To understand what was happening in the U.K. media in the early 1990s, one has to look at what happened in the 1980s as the first real change in the media ownership happened in that decade with the active support of Prime Minister Margaret Thatcher. In 1981, she permitted Rupert Murdoch to takeover two important British titles — The Times and The Sunday Times — without referring to the Monopolies and Mergers Commission (MMC) by an executive cabinet decision. Harold Evans, who had been the editor of The Sunday Times for 14 years and of The Times following Murdoch’s take over, in his deposition before the ongoing Leveson Inquiry describes the takeover as the “seminal event” and that it was “ridiculous that a takeover that was that important in British press history did not go to the MMC.”

In 1985, another significant British title was taken over by another trans-Atlantic businessman — The Daily Telegraph by Conrad Black. Both Murdoch and Black were essentially seen as businessmen rather than promoters of media values.

The U.K. media traditionally had a fine demarcating line — public broadcasting represented by an independent trust that was in-charge of the BBC, the mainstream Broadsheets that represented quality journalism, and the low brow, yet popular, tabloids. The arrival of these two entrepreneurs in the U.K. media scene led to a sort of blurring of the lines.

Eroding the gloss

The 1990s also witnessed the power of the “paparazzi.” The death of Princess Diana was solely blamed on the media. Her brother, Earl Spencer, said: “I always believed the press would kill her in the end. But not even I could imagine that they would take such a direct hand in her death as seems to be the case.” Former editor of The New York Times and a celebrity columnist for that paper A.M. Rosenthal wrote: “Someday, I believe, the words of Earl Spencer will hang in the private offices of publishers, network chiefs, and print and electronic editors worthy of any respect or trust.” Then came the new charge against the media that it was in the tight, vice-like grip of spin doctors. The unparalleled power wielded by Alastair Campbell, also described as the super spin doctor, as the Director of Communications and Strategy for Prime Minister Tony Blair, further eroded the gloss on media. The Teflon coat was slowly wearing away.

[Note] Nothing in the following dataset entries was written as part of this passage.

//! Configuration structures for deserialisation.
//!
//! These structures map directly to the JSON configuration file format.

use serde::Deserialize;

use crate::error::ConfigError;
use crate::naca::stations::MIN_STATIONS;
use crate::output::OutputFormat;

/// Root configuration structure.
///
/// This is the top-level structure that matches the JSON config file.
#[derive(Debug, Default, Deserialize)]
#[serde(deny_unknown_fields)]
pub struct Config {
    /// Optional JSON schema reference (ignored during parsing).
    #[serde(rename = "$schema", default)]
    _schema: Option<String>,

    /// Optional comment field (ignored during parsing).
    #[serde(rename = "_comment", default)]
    _comment: Option<String>,

    /// Geometry settings.
    #[serde(default)]
    pub geometry: GeometryConfig,

    /// Output settings.
    #[serde(default)]
    pub output: OutputConfig,

    /// Logging settings.
    #[serde(default)]
    pub logging: LoggingConfig,
}

impl Config {
    /// Validates the configuration.
    ///
    /// # Errors
    ///
    /// Returns an error if any validation checks fail.
    pub fn validate(&self) -> Result<(), ConfigError> {
        if self.geometry.default_stations < MIN_STATIONS {
            return Err(ConfigError::Validation {
                message: format!(
                    "default_stations must be at least {MIN_STATIONS}, got {}",
                    self.geometry.default_stations
                ),
            });
        }

        if OutputFormat::from_str_loose(&self.output.default_format).is_none() {
            return Err(ConfigError::Validation {
                message: format!(
                    "Invalid output format '{}'. Must be one of: raw, ac3d, json",
                    self.output.default_format
                ),
            });
        }
        Ok(())
    }
}

/// Geometry configuration.
#[derive(Debug, Clone, Deserialize)]
#[serde(deny_unknown_fields)]
pub struct GeometryConfig {
    /// Chordwise stations per surface when `-n` is not given.
    /// Default: 20
    #[serde(default = "default_stations")]
    pub default_stations: usize,
}

impl Default for GeometryConfig {
    fn default() -> Self {
        Self {
            default_stations: default_stations(),
        }
    }
}

const fn default_stations() -> usize {
    20
}

/// Output configuration.
#[derive(Debug, Clone, Deserialize)]
#[serde(deny_unknown_fields)]
pub struct OutputConfig {
    /// Output format when `--format` is not given: "raw", "ac3d", "json".
    /// Default: "raw"
    #[serde(default = "default_format")]
    pub default_format: String,
}

impl Default for OutputConfig {
    fn default() -> Self {
        Self {
            default_format: default_format(),
        }
    }
}

fn default_format() -> String {
    "raw".to_string()
}

/// Logging configuration.
#[derive(Debug, Clone, Deserialize)]
#[serde(deny_unknown_fields)]
pub struct LoggingConfig {
    /// Log level (trace, debug, info, warn, error).
    #[serde(default = "default_log_level")]
    pub level: String,
}

impl Default for LoggingConfig {
    fn default() -> Self {
        Self {
            level: default_log_level(),
        }
    }
}

fn default_log_level() -> String {
    "warn".to_string()
}
//! Error types for designation parsing and profile generation.

use thiserror::Error;

/// Result type for airfoil operations.
pub type FoilResult<T> = Result<T, FoilError>;

/// Errors that can occur while parsing a designation or generating a profile.
#[derive(Debug, Error)]
pub enum FoilError {
    /// The string does not start with the literal `NACA` token.
    ///
    /// This is a benign negative: the input is simply not a NACA
    /// description, and the caller decides whether to retry or give up.
    #[error("not a NACA description: {name}")]
    NotNaca {
        /// The rejected input string.
        name: String,
    },

    /// The designation ends before a required character offset.
    #[error("designation '{name}' is truncated: needs at least {needed} characters")]
    Truncated {
        /// The designation string.
        name: String,
        /// Minimum length required to read the missing group.
        needed: usize,
    },

    /// A character that should be a decimal digit is not one.
    #[error("designation '{name}' has a malformed digit at offset {offset}: found '{found}'")]
    MalformedDigit {
        /// The designation string.
        name: String,
        /// Zero-based character offset of the offending character.
        offset: usize,
        /// The character found instead of a digit.
        found: char,
    },

    /// The requested station count is below the supported minimum.
    #[error("too few stations: requested {requested}, minimum is {minimum}")]
    TooFewStations {
        /// The station count that was requested.
        requested: usize,
        /// The smallest supported station count.
        minimum: usize,
    },
}

impl FoilError {
    /// Creates a "not a NACA description" error.
    pub fn not_naca(name: impl Into<String>) -> Self {
        Self::NotNaca { name: name.into() }
    }

    /// Creates a truncated-designation error.
    pub fn truncated(name: impl Into<String>, needed: usize) -> Self {
        Self::Truncated {
            name: name.into(),
            needed,
        }
    }

    /// Creates a malformed-digit error.
    pub fn malformed_digit(name: impl Into<String>, offset: usize, found: char) -> Self {
        Self::MalformedDigit {
            name: name.into(),
            offset,
            found,
        }
    }
}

But, what took away the moral authority was the way a section of the British media reported during the Hutton Inquiry in 2003-4, which was looking into the circumstances leading to the death of David Kelly, a weapons expert. David Kelly was identified as the source for the BBC’s Andrew Gilligan’s devastating report that said that Iraq dossiers were “sexed-up” to claim that Saddam Hussein was in possession of weapons of mass destruction.

Hutton gave the government a clean chit and criticised the BBC. The report said that Gilligan had made “unfounded allegations,” the editorial and complaints processes in the BBC were defective, and its Governors had not been diligent. This forced the Chairman of the BBC, its director-general and Gilligan to resign from the BBC. All subsequent follow-ups did prove that the dossiers were indeed “sexed-up” and that there were no signs of WMD when the U.S.-led forces captured Iraq. While papers like The Guardian , The Independent and The Daily Mail stood by the journalists and the BBC and accused Hutton of whitewashing, the publications owned by Murdoch and Conrad Black — The Sun , The Daily Telegraph and The Times , unleashed a studied attack on the BBC.

Media’s fear about external, state-controlled regulation flows from the flawed nature of the Hutton inquiry. Its findings accentuated minor journalistic errors but glossed over deliberate propaganda in the form of official dossiers. In his resignation statement, Gilligan says: “This [Hutton] report casts a chill over all journalism, not just the BBC’s. It seeks to hold reporters, with all the difficulties they face, to a standard that it does not appear to demand of, for instance, government dossiers.”